BEGIN

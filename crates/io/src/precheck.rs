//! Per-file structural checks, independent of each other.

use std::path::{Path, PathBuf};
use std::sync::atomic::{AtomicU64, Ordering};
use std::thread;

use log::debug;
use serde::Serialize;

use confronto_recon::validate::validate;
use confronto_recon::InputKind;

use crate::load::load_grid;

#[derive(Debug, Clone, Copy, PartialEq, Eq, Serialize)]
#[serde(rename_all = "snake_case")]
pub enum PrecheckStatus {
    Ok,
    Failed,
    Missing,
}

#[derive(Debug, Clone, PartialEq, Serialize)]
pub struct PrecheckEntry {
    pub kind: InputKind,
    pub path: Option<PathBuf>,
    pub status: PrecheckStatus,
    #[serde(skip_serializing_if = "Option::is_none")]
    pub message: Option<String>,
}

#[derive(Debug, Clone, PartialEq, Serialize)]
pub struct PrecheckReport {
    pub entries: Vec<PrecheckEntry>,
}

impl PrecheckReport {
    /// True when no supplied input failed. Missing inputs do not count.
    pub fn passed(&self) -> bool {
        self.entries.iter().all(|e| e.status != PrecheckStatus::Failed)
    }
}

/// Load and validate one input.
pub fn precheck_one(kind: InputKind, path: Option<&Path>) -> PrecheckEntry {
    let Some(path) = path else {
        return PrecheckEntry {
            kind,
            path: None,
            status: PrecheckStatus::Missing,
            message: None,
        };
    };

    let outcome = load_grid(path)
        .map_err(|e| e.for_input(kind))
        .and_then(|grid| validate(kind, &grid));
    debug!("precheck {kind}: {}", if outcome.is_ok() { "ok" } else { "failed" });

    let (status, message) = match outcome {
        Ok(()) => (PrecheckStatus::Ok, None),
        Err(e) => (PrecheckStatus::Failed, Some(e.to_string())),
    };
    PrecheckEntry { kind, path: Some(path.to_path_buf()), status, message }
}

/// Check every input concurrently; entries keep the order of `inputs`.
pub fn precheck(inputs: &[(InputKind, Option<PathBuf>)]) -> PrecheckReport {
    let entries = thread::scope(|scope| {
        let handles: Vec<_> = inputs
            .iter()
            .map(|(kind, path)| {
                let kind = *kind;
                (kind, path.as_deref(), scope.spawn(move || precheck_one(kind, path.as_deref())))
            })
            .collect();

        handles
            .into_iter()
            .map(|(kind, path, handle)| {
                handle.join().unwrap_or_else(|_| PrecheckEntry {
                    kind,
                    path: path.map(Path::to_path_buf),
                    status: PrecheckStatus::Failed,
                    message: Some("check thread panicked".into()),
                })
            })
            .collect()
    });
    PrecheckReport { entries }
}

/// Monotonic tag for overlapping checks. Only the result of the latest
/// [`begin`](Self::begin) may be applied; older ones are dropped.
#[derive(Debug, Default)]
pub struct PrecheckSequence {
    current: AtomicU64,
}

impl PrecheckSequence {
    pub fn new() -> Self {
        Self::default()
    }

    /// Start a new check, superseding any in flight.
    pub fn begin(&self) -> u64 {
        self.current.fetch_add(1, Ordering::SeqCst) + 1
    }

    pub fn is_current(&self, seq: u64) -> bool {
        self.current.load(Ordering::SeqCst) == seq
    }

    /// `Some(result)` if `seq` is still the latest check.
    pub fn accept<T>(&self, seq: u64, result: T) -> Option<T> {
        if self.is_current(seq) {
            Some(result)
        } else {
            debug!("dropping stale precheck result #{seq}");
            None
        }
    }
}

END
BEGIN

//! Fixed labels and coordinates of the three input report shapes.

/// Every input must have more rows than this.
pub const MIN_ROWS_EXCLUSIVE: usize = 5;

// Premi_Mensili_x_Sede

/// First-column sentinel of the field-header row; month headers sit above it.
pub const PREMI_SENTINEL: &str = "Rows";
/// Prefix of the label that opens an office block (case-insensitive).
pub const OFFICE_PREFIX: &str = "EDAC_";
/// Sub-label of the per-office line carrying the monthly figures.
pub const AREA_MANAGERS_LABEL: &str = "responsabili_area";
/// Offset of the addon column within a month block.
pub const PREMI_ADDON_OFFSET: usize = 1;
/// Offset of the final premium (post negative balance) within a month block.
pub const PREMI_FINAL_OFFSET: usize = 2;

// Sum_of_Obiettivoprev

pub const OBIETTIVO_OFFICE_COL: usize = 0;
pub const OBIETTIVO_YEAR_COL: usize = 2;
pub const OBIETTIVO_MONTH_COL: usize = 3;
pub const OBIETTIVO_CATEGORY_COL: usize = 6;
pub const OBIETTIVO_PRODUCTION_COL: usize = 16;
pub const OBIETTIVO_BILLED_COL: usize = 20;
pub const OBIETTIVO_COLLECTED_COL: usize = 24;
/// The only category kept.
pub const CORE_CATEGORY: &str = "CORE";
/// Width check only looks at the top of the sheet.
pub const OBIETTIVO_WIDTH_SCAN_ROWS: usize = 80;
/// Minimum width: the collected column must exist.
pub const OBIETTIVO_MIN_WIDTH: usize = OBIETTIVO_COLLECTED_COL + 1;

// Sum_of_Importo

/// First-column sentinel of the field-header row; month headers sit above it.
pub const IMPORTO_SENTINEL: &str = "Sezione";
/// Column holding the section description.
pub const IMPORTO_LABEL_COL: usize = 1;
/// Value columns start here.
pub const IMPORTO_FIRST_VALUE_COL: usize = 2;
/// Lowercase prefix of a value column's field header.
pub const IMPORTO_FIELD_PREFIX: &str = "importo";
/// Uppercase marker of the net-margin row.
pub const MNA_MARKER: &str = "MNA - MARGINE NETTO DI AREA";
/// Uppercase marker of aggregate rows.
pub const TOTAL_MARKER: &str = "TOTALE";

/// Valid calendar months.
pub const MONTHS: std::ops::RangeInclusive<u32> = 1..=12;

END
BEGIN

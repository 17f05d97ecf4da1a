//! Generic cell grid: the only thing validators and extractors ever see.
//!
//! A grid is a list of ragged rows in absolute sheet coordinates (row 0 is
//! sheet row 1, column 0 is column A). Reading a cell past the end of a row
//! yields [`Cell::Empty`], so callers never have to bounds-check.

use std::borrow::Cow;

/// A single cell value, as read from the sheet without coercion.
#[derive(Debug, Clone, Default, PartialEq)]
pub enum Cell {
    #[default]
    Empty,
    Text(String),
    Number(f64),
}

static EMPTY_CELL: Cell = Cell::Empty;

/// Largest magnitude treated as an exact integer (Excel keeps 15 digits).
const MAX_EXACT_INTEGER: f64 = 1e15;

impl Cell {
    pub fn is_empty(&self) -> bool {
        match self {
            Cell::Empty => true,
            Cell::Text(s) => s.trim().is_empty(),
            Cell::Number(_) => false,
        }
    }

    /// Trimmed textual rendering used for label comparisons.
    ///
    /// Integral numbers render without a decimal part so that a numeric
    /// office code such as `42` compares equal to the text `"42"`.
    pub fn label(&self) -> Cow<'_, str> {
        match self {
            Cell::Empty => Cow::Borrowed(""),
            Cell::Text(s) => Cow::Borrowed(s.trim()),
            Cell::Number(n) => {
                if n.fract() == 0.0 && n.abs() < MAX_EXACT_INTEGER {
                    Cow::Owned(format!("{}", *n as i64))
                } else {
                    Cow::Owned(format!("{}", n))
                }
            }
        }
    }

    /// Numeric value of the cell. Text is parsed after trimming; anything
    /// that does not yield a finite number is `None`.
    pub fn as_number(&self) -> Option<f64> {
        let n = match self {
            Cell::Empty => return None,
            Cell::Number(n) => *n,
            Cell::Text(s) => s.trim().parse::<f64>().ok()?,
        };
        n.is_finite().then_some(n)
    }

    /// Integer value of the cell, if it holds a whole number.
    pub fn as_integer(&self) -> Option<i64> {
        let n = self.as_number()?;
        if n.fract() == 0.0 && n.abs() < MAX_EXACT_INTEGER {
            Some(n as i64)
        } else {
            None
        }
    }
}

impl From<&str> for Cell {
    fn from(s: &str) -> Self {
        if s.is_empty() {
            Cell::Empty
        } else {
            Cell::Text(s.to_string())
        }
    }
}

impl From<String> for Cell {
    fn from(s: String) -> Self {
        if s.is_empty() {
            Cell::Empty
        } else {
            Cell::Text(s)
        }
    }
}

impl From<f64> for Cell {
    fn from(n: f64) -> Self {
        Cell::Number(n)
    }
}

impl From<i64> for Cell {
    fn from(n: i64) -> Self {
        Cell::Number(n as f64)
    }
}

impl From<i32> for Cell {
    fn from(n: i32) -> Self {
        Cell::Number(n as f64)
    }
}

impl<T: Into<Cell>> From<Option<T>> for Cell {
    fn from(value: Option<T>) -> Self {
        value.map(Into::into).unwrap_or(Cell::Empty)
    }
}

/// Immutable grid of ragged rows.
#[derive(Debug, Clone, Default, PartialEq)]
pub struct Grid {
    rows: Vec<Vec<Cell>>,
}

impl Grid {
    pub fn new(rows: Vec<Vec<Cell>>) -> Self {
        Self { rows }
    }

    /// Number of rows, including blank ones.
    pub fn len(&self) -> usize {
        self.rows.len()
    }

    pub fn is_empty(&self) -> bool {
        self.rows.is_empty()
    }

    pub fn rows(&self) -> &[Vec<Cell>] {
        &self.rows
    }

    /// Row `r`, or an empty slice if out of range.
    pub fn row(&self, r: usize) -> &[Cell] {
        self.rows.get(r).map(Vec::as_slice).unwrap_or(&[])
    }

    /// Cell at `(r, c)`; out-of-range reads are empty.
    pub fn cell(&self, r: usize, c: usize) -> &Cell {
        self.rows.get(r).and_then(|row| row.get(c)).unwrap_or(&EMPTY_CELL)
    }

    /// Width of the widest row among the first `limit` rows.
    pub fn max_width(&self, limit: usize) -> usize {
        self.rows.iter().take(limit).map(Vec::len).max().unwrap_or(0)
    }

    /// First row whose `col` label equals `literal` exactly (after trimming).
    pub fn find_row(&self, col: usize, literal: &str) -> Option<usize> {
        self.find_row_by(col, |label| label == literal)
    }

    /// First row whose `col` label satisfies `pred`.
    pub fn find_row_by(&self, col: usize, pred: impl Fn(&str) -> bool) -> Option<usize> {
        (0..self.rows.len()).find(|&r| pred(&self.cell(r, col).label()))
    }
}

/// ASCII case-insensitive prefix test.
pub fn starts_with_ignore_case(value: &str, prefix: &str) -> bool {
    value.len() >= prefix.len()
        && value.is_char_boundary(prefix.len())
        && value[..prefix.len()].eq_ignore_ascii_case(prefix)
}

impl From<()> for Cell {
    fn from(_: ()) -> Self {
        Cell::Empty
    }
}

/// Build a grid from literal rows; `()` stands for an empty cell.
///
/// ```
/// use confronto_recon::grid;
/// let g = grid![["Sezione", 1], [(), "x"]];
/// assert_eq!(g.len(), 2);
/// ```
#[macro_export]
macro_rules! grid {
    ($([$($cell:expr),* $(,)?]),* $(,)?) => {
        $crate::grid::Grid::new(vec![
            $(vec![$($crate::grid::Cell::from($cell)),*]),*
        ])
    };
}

END

Problem to work on:
What is asked for is an exact copy of the lines above from the one containing "sheet without coercion." through the one containing "static EMPTY_CELL: Cell = Cell::Empty;", and only those.

Output for this task:
/// A single cell value, as read from the sheet without coercion.
#[derive(Debug, Clone, Default, PartialEq)]
pub enum Cell {
    #[default]
    Empty,
    Text(String),
    Number(f64),
}

static EMPTY_CELL: Cell = Cell::Empty;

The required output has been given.